The service would offer the public information and guidance on saving and borrowing, budgeting, retirement planning, protection, tax and welfare benefits.
Deane says there is “nothing not to welcome” in the report but he believes that problems surrounding means-testing and auto-enrolment into personal accounts could mean the service will fail from the start.
He says: “Otto’s report talks about a blueprint but it stops short of addressing the key challenge for generic advice which is what do we do on personal accounts?
“If we do not address personal accounts and the biggest issue around pensions in terms of auto-enrolment, there is a danger this proposal will fail its biggest test.”
Deane says the Government should provide greater clarity, pointing to research from the Pension Policy Institute suggesting that 20 per cent of people could lose 80 per cent of their benefits as result of means-testing.
He says: “There is concern that four out of 10 people would be worse off. If that is the case, the first challenge for this proposal of generic guidance is to address that. What advice would it offer?
“The danger is that we head down a road which gets us back to a place where we do not offer great value. Have we really achieved anything other than spending considerable amounts of money?”
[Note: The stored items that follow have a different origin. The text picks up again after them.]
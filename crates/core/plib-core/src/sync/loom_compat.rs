//! Loom compatibility shim.
//!
//! When compiled with `cfg(loom)`, re-exports loom's atomics. Otherwise,
//! re-exports the `core::sync::atomic` types.
//!
//! The ring buffer goes through this module so its SPSC protocol can be
//! checked under loom's deterministic scheduler without code changes.

// ---------------------------------------------------------------------------
// Loom mode
// ---------------------------------------------------------------------------

#[cfg(loom)]
pub(crate) use loom::sync::atomic::{AtomicU8, AtomicUsize, Ordering};

// ---------------------------------------------------------------------------
// Normal mode
// ---------------------------------------------------------------------------

#[cfg(not(loom))]
pub(crate) use core::sync::atomic::{AtomicU8, AtomicUsize, Ordering};
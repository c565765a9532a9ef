//! Memory-mapped I2C register block.

use plib_mmio::{IrqBit, register_block};

use super::{I2cCon, I2cIntc, I2cIrq, I2cRegisters, I2cStat};

register_block! {
    /// I2C MMIO register block.
    pub I2cRegs {
        /// Control register.
        [0x00; u32; rw] con1 => I2cCon,
        /// Status register.
        [0x04; u32; rw] stat1 => I2cStat,
        /// Transmit register.
        [0x08; u32; wo] trn,
        /// Receive register.
        [0x0C; u32; ro] rcv,
        /// Baud rate generator, SCL high time.
        [0x10; u32; rw] hbrg,
        /// Baud rate generator, SCL low time.
        [0x14; u32; rw] lbrg,
        /// Interrupt control.
        [0x18; u32; rw] intc => I2cIntc,
        /// Client address.
        [0x1C; u32; rw] add,
        /// Client address mask: set bits are ignored when matching.
        [0x20; u32; rw] msk,
    }
}

/// An I2C module at a fixed address with its event and error interrupts.
#[derive(Debug, Clone, Copy)]
pub struct MmioI2c {
    regs: I2cRegs,
    event: IrqBit,
    error: IrqBit,
}

impl MmioI2c {
    /// Creates the accessor.
    ///
    /// # Safety
    ///
    /// `base` must be the address of an I2C register block, valid for as
    /// long as the accessor is used.
    #[must_use]
    pub const unsafe fn new(base: usize, event: IrqBit, error: IrqBit) -> Self {
        Self {
            // SAFETY: Forwarded from the caller.
            regs: unsafe { I2cRegs::new(base) },
            event,
            error,
        }
    }

    fn lines(&self, irqs: I2cIrq) -> impl Iterator<Item = &IrqBit> {
        [(I2cIrq::EVENT, &self.event), (I2cIrq::ERROR, &self.error)]
            .into_iter()
            .filter(move |(irq, _)| irqs.contains(*irq))
            .map(|(_, line)| line)
    }
}

impl I2cRegisters for MmioI2c {
    fn con(&self) -> I2cCon {
        self.regs.con1()
    }

    fn set_con(&self, value: I2cCon) {
        self.regs.set_con1(value);
    }

    fn stat(&self) -> I2cStat {
        self.regs.stat1()
    }

    fn set_stat(&self, value: I2cStat) {
        self.regs.set_stat1(value);
    }

    fn write_trn(&self, byte: u8) {
        self.regs.set_trn(u32::from(byte));
    }

    #[allow(clippy::cast_possible_truncation)]
    fn read_rcv(&self) -> u8 {
        self.regs.rcv() as u8
    }

    fn set_baud(&self, value: u32) {
        self.regs.set_hbrg(value);
        self.regs.set_lbrg(value);
    }

    fn set_intc(&self, value: I2cIntc) {
        self.regs.set_intc(value);
    }

    fn set_address(&self, address: u16) {
        self.regs.set_add(u32::from(address));
    }

    fn set_address_mask(&self, mask: u16) {
        self.regs.set_msk(u32::from(mask));
    }

    fn set_irq_enabled(&self, irqs: I2cIrq, enabled: bool) {
        self.lines(irqs).for_each(|line| line.set_enabled(enabled));
    }

    fn irq_enabled(&self, irqs: I2cIrq) -> bool {
        self.lines(irqs).all(IrqBit::is_enabled)
    }

    fn clear_irq_pending(&self, irqs: I2cIrq) {
        self.lines(irqs).for_each(IrqBit::clear_pending);
    }
}
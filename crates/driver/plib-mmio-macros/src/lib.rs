//! Proc-macro crate for the `register_block!` MMIO register DSL.
//!
//! Generates typed, safe MMIO register accessors from a declarative definition.
//! The single `unsafe` point is at struct construction (`new()`); all generated
//! read/write/modify methods are safe.

mod codegen;
mod parse;

use proc_macro::TokenStream;
use syn::parse_macro_input;

use crate::parse::RegisterBlock;

/// Generates a typed MMIO register block struct with safe accessors.
///
/// # Syntax
///
/// ```ignore
/// register_block! {
///     /// Doc comment for the struct.
///     pub StructName {
///         /// Doc comment for the register.
///         [offset; width; access_mode] name => OptionalBitflagsType,
///     }
/// }
/// ```
///
/// - `offset`: byte offset from base (integer literal, e.g. `0x04`)
/// - `width`: `u8`, `u16` or `u32`
/// - `access_mode`: `ro` (read-only), `wo` (write-only), `rw` (read-write)
/// - `name`: register name (generates method names)
/// - `=> Type`: optional bitflags type (must have `from_bits_retain`/`.bits()`)
///
/// # Generated Code
///
/// For each register, generates:
/// - `ro`/`rw`: `fn name(&self) -> Type` (reader)
/// - `wo`/`rw`: `fn set_name(&self, value: Type)` (writer)
/// - `rw`: `fn modify_name(&self, f: impl FnOnce(Type) -> Type)`
///   (read-modify-write, not atomic with respect to interrupts)
///
/// # Example
///
/// ```ignore
/// use plib_mmio::register_block;
///
/// register_block! {
///     /// UART registers.
///     pub UartRegs {
///         /// Control register.
///         [0x00; u32; rw] con => UartCon,
///         /// Status register.
///         [0x04; u32; rw] stat => UartStat,
///         /// Receive buffer (read-only).
///         [0x0C; u32; ro] rxb,
///     }
/// }
/// ```
#[proc_macro]
pub fn register_block(input: TokenStream) -> TokenStream {
    let block = parse_macro_input!(input as RegisterBlock);
    codegen::generate(&block).into()
}
//! SPI client mode.
//!
//! The host frames each exchange with chip select. The client's data flows
//! through two internal buffers:
//!
//! - the read buffer collects every byte clocked in while chip select is
//!   asserted; bytes past its capacity are dropped,
//! - the write buffer holds the reply staged with [`SpiClient::write`],
//!   fed to the transmit FIFO from the TX interrupt.
//!
//! Chip select is an ordinary GPIO interrupt. The board forwards its edges
//! to [`SpiClient::handle_chip_select`]. On release the receive FIFO is
//! drained before the callback runs, so the callback always sees the whole
//! window. The optional busy output tells the host when the client is
//! ready for the next exchange.

use plib_core::callback::{Callback, CallbackSlot};
use plib_core::latch::ErrorLatch;
use plib_core::sync::IrqSpinLock;
use plib_core::{pdebug, pinfo, pwarn};

use super::{SpiCon1, SpiError, SpiImsk, SpiIrq, SpiRegisters, SpiStat};
use crate::config::{SPI_CLIENT_READ_BUFFER_SIZE, SPI_CLIENT_WRITE_BUFFER_SIZE};

/// Output pin that signals "busy" to the host.
pub trait BusyLine {
    /// Drives the pin: high while `busy`.
    fn set_busy(&self, busy: bool);
}

/// No busy pin.
impl BusyLine for () {
    fn set_busy(&self, _busy: bool) {}
}

struct State {
    read: [u8; SPI_CLIENT_READ_BUFFER_SIZE],
    write: [u8; SPI_CLIENT_WRITE_BUFFER_SIZE],
    read_len: usize,
    write_len: usize,
    write_pos: usize,
    busy: bool,
}

impl State {
    const fn new() -> Self {
        Self {
            read: [0; SPI_CLIENT_READ_BUFFER_SIZE],
            write: [0; SPI_CLIENT_WRITE_BUFFER_SIZE],
            read_len: 0,
            write_len: 0,
            write_pos: 0,
            busy: false,
        }
    }
}

/// An interrupt-driven SPI client with internal buffers.
pub struct SpiClient<R, P = ()> {
    regs: R,
    busy_line: P,
    state: IrqSpinLock<State>,
    callback: CallbackSlot<Callback>,
    errors: ErrorLatch<SpiError>,
}

impl<R: SpiRegisters, P: BusyLine> SpiClient<R, P> {
    /// Creates the driver. Does not touch hardware.
    pub const fn new(regs: R, busy_line: P) -> Self {
        Self {
            regs,
            busy_line,
            state: IrqSpinLock::new(State::new()),
            callback: CallbackSlot::new(),
            errors: ErrorLatch::new(),
        }
    }

    /// Returns the register accessor.
    pub fn registers(&self) -> &R {
        &self.regs
    }

    /// Returns the busy output.
    pub fn busy_line(&self) -> &P {
        &self.busy_line
    }

    /// Resets the module and starts it in client mode with chip select
    /// enabled. Reception and overflow detection are armed; transmission
    /// starts with the first [`write`](Self::write).
    pub fn initialize(&self) {
        self.regs
            .set_irq_enabled(SpiIrq::RX | SpiIrq::TX | SpiIrq::ERROR, false);
        self.regs.set_con1(SpiCon1::empty());
        self.regs
            .clear_irq_pending(SpiIrq::RX | SpiIrq::TX | SpiIrq::ERROR);
        self.regs.set_con1(SpiCon1::SSEN | SpiCon1::ENHBUF);
        self.regs.set_imsk(
            (SpiImsk::SPIROVEN | SpiImsk::RXWIEN | SpiImsk::SPITBEN).with_rx_watermark(1),
        );

        *self.state.lock() = State::new();
        self.callback.clear();
        self.errors.clear();
        self.busy_line.set_busy(false);

        self.regs.set_irq_enabled(SpiIrq::RX | SpiIrq::ERROR, true);
        self.regs.modify_con1(|con| con | SpiCon1::ON);
        pinfo!("spi: client mode");
    }

    /// Stops the module and restores register reset values.
    pub fn deinitialize(&self) {
        self.regs
            .set_irq_enabled(SpiIrq::RX | SpiIrq::TX | SpiIrq::ERROR, false);
        self.regs.modify_con1(|con| con - SpiCon1::ON);
        self.regs
            .clear_irq_pending(SpiIrq::RX | SpiIrq::TX | SpiIrq::ERROR);
        self.regs.set_con1(SpiCon1::empty());
        self.regs.set_imsk(SpiImsk::empty());
        self.regs.set_stat(SpiStat::SPITBE | SpiStat::SPIRBE);

        *self.state.lock() = State::new();
        self.callback.clear();
    }

    /// Copies up to `buf.len()` received bytes into `buf` and returns how
    /// many were copied.
    pub fn read(&self, buf: &mut [u8]) -> usize {
        let s = self.state.lock();
        let count = buf.len().min(s.read_len);
        buf[..count].copy_from_slice(&s.read[..count]);
        count
    }

    /// Stages `data` as the reply to the host's next exchange and returns
    /// how many bytes fit the write buffer.
    pub fn write(&self, data: &[u8]) -> usize {
        self.regs.set_irq_enabled(SpiIrq::TX, false);

        let mut s = self.state.lock();
        let count = data.len().min(SPI_CLIENT_WRITE_BUFFER_SIZE);
        s.write[..count].copy_from_slice(&data[..count]);
        s.write_len = count;
        s.write_pos = 0;
        self.fill_fifo(&mut s);

        if s.write_pos < s.write_len {
            self.regs.set_irq_enabled(SpiIrq::TX, true);
        }
        if count < data.len() {
            pdebug!("spi: client reply cut to {} bytes", count);
        }
        count
    }

    /// Returns how many bytes the current window has received.
    pub fn read_count(&self) -> usize {
        self.state.lock().read_len
    }

    /// Returns the read buffer capacity.
    #[allow(clippy::unused_self)]
    pub const fn read_buffer_size(&self) -> usize {
        SPI_CLIENT_READ_BUFFER_SIZE
    }

    /// Returns the write buffer capacity.
    #[allow(clippy::unused_self)]
    pub const fn write_buffer_size(&self) -> usize {
        SPI_CLIENT_WRITE_BUFFER_SIZE
    }

    /// Registers the callback run when chip select is released. `None`
    /// clears it.
    pub fn register_callback(&self, callback: Option<Callback>, context: usize) {
        self.callback.register(callback, context);
    }

    /// Returns `true` while chip select is asserted.
    pub fn is_busy(&self) -> bool {
        self.state.lock().busy
    }

    /// Drives the busy output low: the client can take another exchange.
    pub fn ready(&self) {
        self.busy_line.set_busy(false);
    }

    /// Returns and clears the latched faults.
    pub fn take_error(&self) -> SpiError {
        self.errors.take()
    }

    fn fill_fifo(&self, s: &mut State) {
        while s.write_pos < s.write_len && !self.regs.stat().contains(SpiStat::SPITBF) {
            self.regs.write_buf(s.write[s.write_pos]);
            s.write_pos += 1;
        }
    }

    fn drain_rx(&self, s: &mut State) {
        while !self.regs.stat().contains(SpiStat::SPIRBE) {
            let byte = self.regs.read_buf();
            if let Some(slot) = s.read.get_mut(s.read_len) {
                *slot = byte;
                s.read_len += 1;
            }
        }
    }

    // -----------------------------------------------------------------------
    // Interrupt handlers
    // -----------------------------------------------------------------------

    /// Chip select edge. Assertion starts a window and raises the busy
    /// output; release ends it and runs the callback, after which the read
    /// buffer starts over.
    pub fn handle_chip_select(&self, asserted: bool) {
        if asserted {
            self.state.lock().busy = true;
            self.busy_line.set_busy(true);
            return;
        }

        {
            let mut s = self.state.lock();
            self.drain_rx(&mut s);
            s.busy = false;
            s.write_len = 0;
            s.write_pos = 0;
        }
        self.regs.set_irq_enabled(SpiIrq::TX, false);
        self.regs.clear_irq_pending(SpiIrq::RX);

        self.callback.invoke();
        self.state.lock().read_len = 0;
    }

    /// RX interrupt: moves the receive FIFO into the read buffer.
    pub fn handle_rx_interrupt(&self) {
        self.drain_rx(&mut self.state.lock());
        self.regs.clear_irq_pending(SpiIrq::RX);
    }

    /// TX interrupt: tops up the transmit FIFO from the write buffer.
    pub fn handle_tx_interrupt(&self) {
        let mut s = self.state.lock();
        self.fill_fifo(&mut s);
        if s.write_pos >= s.write_len {
            self.regs.set_irq_enabled(SpiIrq::TX, false);
        }
        self.regs.clear_irq_pending(SpiIrq::TX);
    }

    /// Error interrupt: latches and clears a receive overflow.
    pub fn handle_error_interrupt(&self) {
        let stat = self.regs.stat();
        if stat.contains(SpiStat::SPIROV) {
            self.errors.latch(SpiError::OVERFLOW);
            self.regs.set_stat(stat - SpiStat::SPIROV);
            pwarn!("spi: client receive overflow");
        }
        self.regs.clear_irq_pending(SpiIrq::ERROR);
    }
}
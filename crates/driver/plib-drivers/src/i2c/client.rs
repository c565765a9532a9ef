//! I2C client mode.

use plib_core::callback::CallbackSlot;
use plib_core::error::DriverError;
use plib_core::latch::ErrorLatch;
use plib_core::{pdebug, pinfo, pwarn};

use super::{I2cCon, I2cError, I2cIntc, I2cIrq, I2cRegisters, I2cStat};

/// Bus events reported to the client callback.
#[derive(Debug, Clone, Copy, PartialEq, Eq)]
pub enum I2cClientEvent {
    /// The host addressed this client. Returning `false` NACKs the address.
    AddressMatch,
    /// A data byte arrived; fetch it with [`I2cClient::read_byte`].
    /// Returning `false` NACKs it.
    RxReady,
    /// The host wants a byte; load it with [`I2cClient::write_byte`].
    TxReady,
    /// The host ended the transfer.
    StopBitReceived,
    /// A fault was latched; read it with [`I2cClient::take_error`].
    Error,
}

/// Client callback. The return value acknowledges (`true`) or rejects
/// (`false`) the address or byte behind `AddressMatch` and `RxReady`; it is
/// ignored for the other events.
pub type I2cClientCallback = fn(event: I2cClientEvent, context: usize) -> bool;

/// Direction of the current transfer, seen from the host.
#[derive(Debug, Clone, Copy, PartialEq, Eq)]
pub enum TransferDirection {
    /// The host writes to this client.
    Write,
    /// The host reads from this client.
    Read,
}

/// How the host answered the last byte this client sent.
#[derive(Debug, Clone, Copy, PartialEq, Eq)]
pub enum AckStatus {
    /// The host wants another byte.
    Ack,
    /// The host is done reading.
    Nack,
}

/// An interrupt-driven I2C client answering at one address.
pub struct I2cClient<R> {
    regs: R,
    address: u16,
    callback: CallbackSlot<I2cClientCallback>,
    errors: ErrorLatch<I2cError>,
}

impl<R: I2cRegisters> I2cClient<R> {
    /// Creates a client for `address` (7-bit below `0x80`, otherwise
    /// 10-bit). Does not touch hardware.
    pub const fn new(regs: R, address: u16) -> Self {
        Self {
            regs,
            address,
            callback: CallbackSlot::new(),
            errors: ErrorLatch::new(),
        }
    }

    /// Returns the register accessor.
    pub fn registers(&self) -> &R {
        &self.regs
    }

    /// Programs the client address, routes client events to the event
    /// interrupt and switches the module on.
    pub fn initialize(&self) -> Result<(), DriverError> {
        if self.address > 0x3FF {
            return Err(DriverError::InvalidArgument);
        }

        let mut con = I2cCon::PCIE | I2cCon::SCIE | I2cCon::SCLREL;
        con.set(I2cCon::A10M, self.address > 0x7F);

        self.regs.set_irq_enabled(I2cIrq::EVENT | I2cIrq::ERROR, false);
        self.regs.set_con(con);
        self.regs.set_intc(I2cIntc::CLIENT_EVENTS);
        self.regs.set_address(self.address);
        self.regs.set_address_mask(0);
        self.regs.clear_irq_pending(I2cIrq::EVENT | I2cIrq::ERROR);
        self.errors.clear();
        self.regs.set_irq_enabled(I2cIrq::EVENT | I2cIrq::ERROR, true);
        self.regs.modify_con(|con| con | I2cCon::ON);
        pinfo!("i2c: client at {:#x}", self.address);
        Ok(())
    }

    /// Switches the module off and restores register reset values.
    pub fn deinitialize(&self) {
        self.regs.modify_con(|con| con - I2cCon::ON);
        self.regs.set_irq_enabled(I2cIrq::EVENT | I2cIrq::ERROR, false);
        self.regs.clear_irq_pending(I2cIrq::EVENT | I2cIrq::ERROR);
        self.regs.set_con(I2cCon::SCLREL);
        self.regs.set_intc(I2cIntc::empty());
        self.regs.set_address(0);
        self.regs.set_address_mask(0);
        self.callback.clear();
    }

    /// Registers the event callback. `None` clears it.
    pub fn register_callback(&self, callback: Option<I2cClientCallback>, context: usize) {
        self.callback.register(callback, context);
    }

    /// Returns `true` while the bus is between a start and a stop.
    pub fn is_busy(&self) -> bool {
        self.regs.stat().contains(I2cStat::S)
    }

    /// Returns the byte the host wrote last.
    pub fn read_byte(&self) -> u8 {
        self.regs.read_rcv()
    }

    /// Loads `byte` for the host to read. Returns `false` without writing if
    /// the previous byte has not been clocked out yet.
    pub fn write_byte(&self, byte: u8) -> bool {
        if self.regs.stat().contains(I2cStat::TBF) {
            return false;
        }
        self.regs.write_trn(byte);
        true
    }

    /// Returns the direction of the transfer in progress.
    pub fn transfer_dir(&self) -> TransferDirection {
        if self.regs.stat().contains(I2cStat::R_W) {
            TransferDirection::Read
        } else {
            TransferDirection::Write
        }
    }

    /// Returns the host's answer to the last byte sent.
    pub fn last_byte_ack_status(&self) -> AckStatus {
        if self.regs.stat().contains(I2cStat::ACKSTAT) {
            AckStatus::Nack
        } else {
            AckStatus::Ack
        }
    }

    /// Returns and clears the latched faults.
    pub fn take_error(&self) -> I2cError {
        self.errors.take()
    }

    fn notify(&self, event: I2cClientEvent) -> Option<bool> {
        self.callback.with(|callback, context| callback(event, context))
    }

    /// Drives the ACK bit for the byte being received. Without a callback
    /// the previous setting stands.
    fn acknowledge(&self, ack: Option<bool>) {
        if let Some(ack) = ack {
            self.regs.modify_con(|mut con| {
                con.set(I2cCon::ACKDT, !ack);
                con
            });
        }
    }

    // -----------------------------------------------------------------------
    // Interrupt handlers
    // -----------------------------------------------------------------------

    /// Event interrupt: classifies the bus event from the status register,
    /// reports it, and releases the clock.
    pub fn handle_interrupt(&self) {
        self.regs.clear_irq_pending(I2cIrq::EVENT);
        let stat = self.regs.stat();

        if stat.contains(I2cStat::I2COV) {
            self.regs.set_stat(stat - I2cStat::I2COV);
            let _ = self.regs.read_rcv();
            self.errors.latch(I2cError::OVERFLOW);
            pwarn!("i2c: client receive overflow");
            self.notify(I2cClientEvent::Error);
        } else if stat.contains(I2cStat::P) {
            self.notify(I2cClientEvent::StopBitReceived);
        } else if !stat.contains(I2cStat::D_A) {
            if stat.contains(I2cStat::RBF) {
                let _ = self.regs.read_rcv();
                let ack = self.notify(I2cClientEvent::AddressMatch);
                if ack == Some(true)
                    && stat.contains(I2cStat::R_W)
                    && !stat.contains(I2cStat::TBF)
                {
                    self.notify(I2cClientEvent::TxReady);
                }
                if ack == Some(false) {
                    pdebug!("i2c: client address refused");
                }
                self.acknowledge(ack);
            }
        } else if stat.contains(I2cStat::R_W) {
            if !stat.intersects(I2cStat::TBF | I2cStat::ACKSTAT) {
                self.notify(I2cClientEvent::TxReady);
            }
        } else if stat.contains(I2cStat::RBF) {
            let ack = self.notify(I2cClientEvent::RxReady);
            self.acknowledge(ack);
        }

        self.regs.modify_con(|con| con | I2cCon::SCLREL);
    }

    /// Error interrupt: latches a bus collision and reports it.
    pub fn handle_error_interrupt(&self) {
        let stat = self.regs.stat();
        if stat.contains(I2cStat::BCL) {
            self.regs.set_stat(stat - I2cStat::BCL);
            self.errors.latch(I2cError::BUS_COLLISION);
            pwarn!("i2c: client bus collision");
        }
        self.regs.clear_irq_pending(I2cIrq::ERROR);
        self.notify(I2cClientEvent::Error);
    }
}
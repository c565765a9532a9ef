//! Leveled logging for the driver crates.
//!
//! Provides [`plog!`] and the convenience macros (`pinfo!`, `pdebug!`, etc.).
//! Drivers log configuration decisions and hardware faults; the board
//! installs a sink with [`set_log_fn`]. Before that, output is silently
//! discarded. Messages more verbose than [`MAX_LOG_LEVEL`] never reach the
//! sink.
//!
//! [`MAX_LOG_LEVEL`]: crate::config::MAX_LOG_LEVEL

use core::fmt;
use core::sync::atomic::{AtomicPtr, Ordering};

// ---------------------------------------------------------------------------
// Log levels (lower = more severe)
// ---------------------------------------------------------------------------

/// Log severity level.
#[derive(Debug, Clone, Copy, PartialEq, Eq, PartialOrd, Ord)]
#[repr(u8)]
pub enum LogLevel {
    /// Error: a transfer or configuration failed.
    Error = 1,
    /// Warning: unexpected condition, not necessarily an error.
    Warn = 2,
    /// Informational: peripheral setup and high-level progress.
    Info = 3,
    /// Debug: detailed diagnostic information.
    Debug = 4,
    /// Trace: per-interrupt tracing.
    Trace = 5,
}

impl LogLevel {
    /// Returns the human-readable name (fixed-width for aligned output).
    #[must_use]
    pub const fn name(self) -> &'static str {
        match self {
            Self::Error => "ERROR",
            Self::Warn => "WARN ",
            Self::Info => "INFO ",
            Self::Debug => "DEBUG",
            Self::Trace => "TRACE",
        }
    }
}

/// The signature of the global leveled log function.
pub type LogFn = fn(LogLevel, fmt::Arguments<'_>);

fn null_log(_level: LogLevel, _args: fmt::Arguments<'_>) {}

static LOG_FN: AtomicPtr<()> = AtomicPtr::new(null_log as *mut ());

/// Registers the global log sink.
///
/// # Safety
///
/// The provided function must be safe to call from any context, including
/// interrupt handlers. May be called more than once (e.g. once for an early
/// polled UART, once for the final logger).
pub unsafe fn set_log_fn(f: LogFn) {
    LOG_FN.store(f as *mut (), Ordering::Release);
}

#[inline]
fn load_log_fn() -> LogFn {
    let ptr = LOG_FN.load(Ordering::Acquire);
    // SAFETY: Only valid `LogFn` pointers (or `null_log`) are stored in LOG_FN.
    unsafe { core::mem::transmute::<*mut (), LogFn>(ptr) }
}

/// Implementation detail for [`plog!`]. Not public API.
#[doc(hidden)]
pub fn _log(level: LogLevel, args: fmt::Arguments<'_>) {
    if level <= crate::config::MAX_LOG_LEVEL {
        load_log_fn()(level, args);
    }
}

/// Logs a message at the given level.
#[macro_export]
macro_rules! plog {
    ($level:expr, $($arg:tt)*) => {
        $crate::log::_log($level, format_args!($($arg)*))
    };
}

/// Logs an error-level message.
#[macro_export]
macro_rules! perror {
    ($($arg:tt)*) => { $crate::plog!($crate::log::LogLevel::Error, $($arg)*) };
}

/// Logs a warning-level message.
#[macro_export]
macro_rules! pwarn {
    ($($arg:tt)*) => { $crate::plog!($crate::log::LogLevel::Warn, $($arg)*) };
}

/// Logs an info-level message.
#[macro_export]
macro_rules! pinfo {
    ($($arg:tt)*) => { $crate::plog!($crate::log::LogLevel::Info, $($arg)*) };
}

/// Logs a debug-level message.
#[macro_export]
macro_rules! pdebug {
    ($($arg:tt)*) => { $crate::plog!($crate::log::LogLevel::Debug, $($arg)*) };
}

/// Logs a trace-level message.
#[macro_export]
macro_rules! ptrace {
    ($($arg:tt)*) => { $crate::plog!($crate::log::LogLevel::Trace, $($arg)*) };
}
The former Old Mutual corporate development director is also warning that the money guidance scheme could double up on public education services already provided by the FSA.
He says it should consider whether money guidance can be independent, add value and be distinct from the FSA’s provision of impartial financial education and advice.
Deane says the industry would not be happy if there was an overlap with what the regulator already provides. He says: “It seems to me that we need to be clear about what the FSA does as opposed to money guidance.
“Is there a duty for the regulator in terms of guidance? If we work in terms of what the FSA sets out under its strategic objectives, it is supposed to help consumers achieve a fair deal and promote public understanding of financial system.
“There is a lot of educational stuff out there which the FSA already produces. I do not think we need lines of demarcation but the FSA is already explicitly and implicitly doing lots of this. Where does the effort go? Should the FSA effectively withdraw from education or does Otto take over? Are we doubling up on the work?”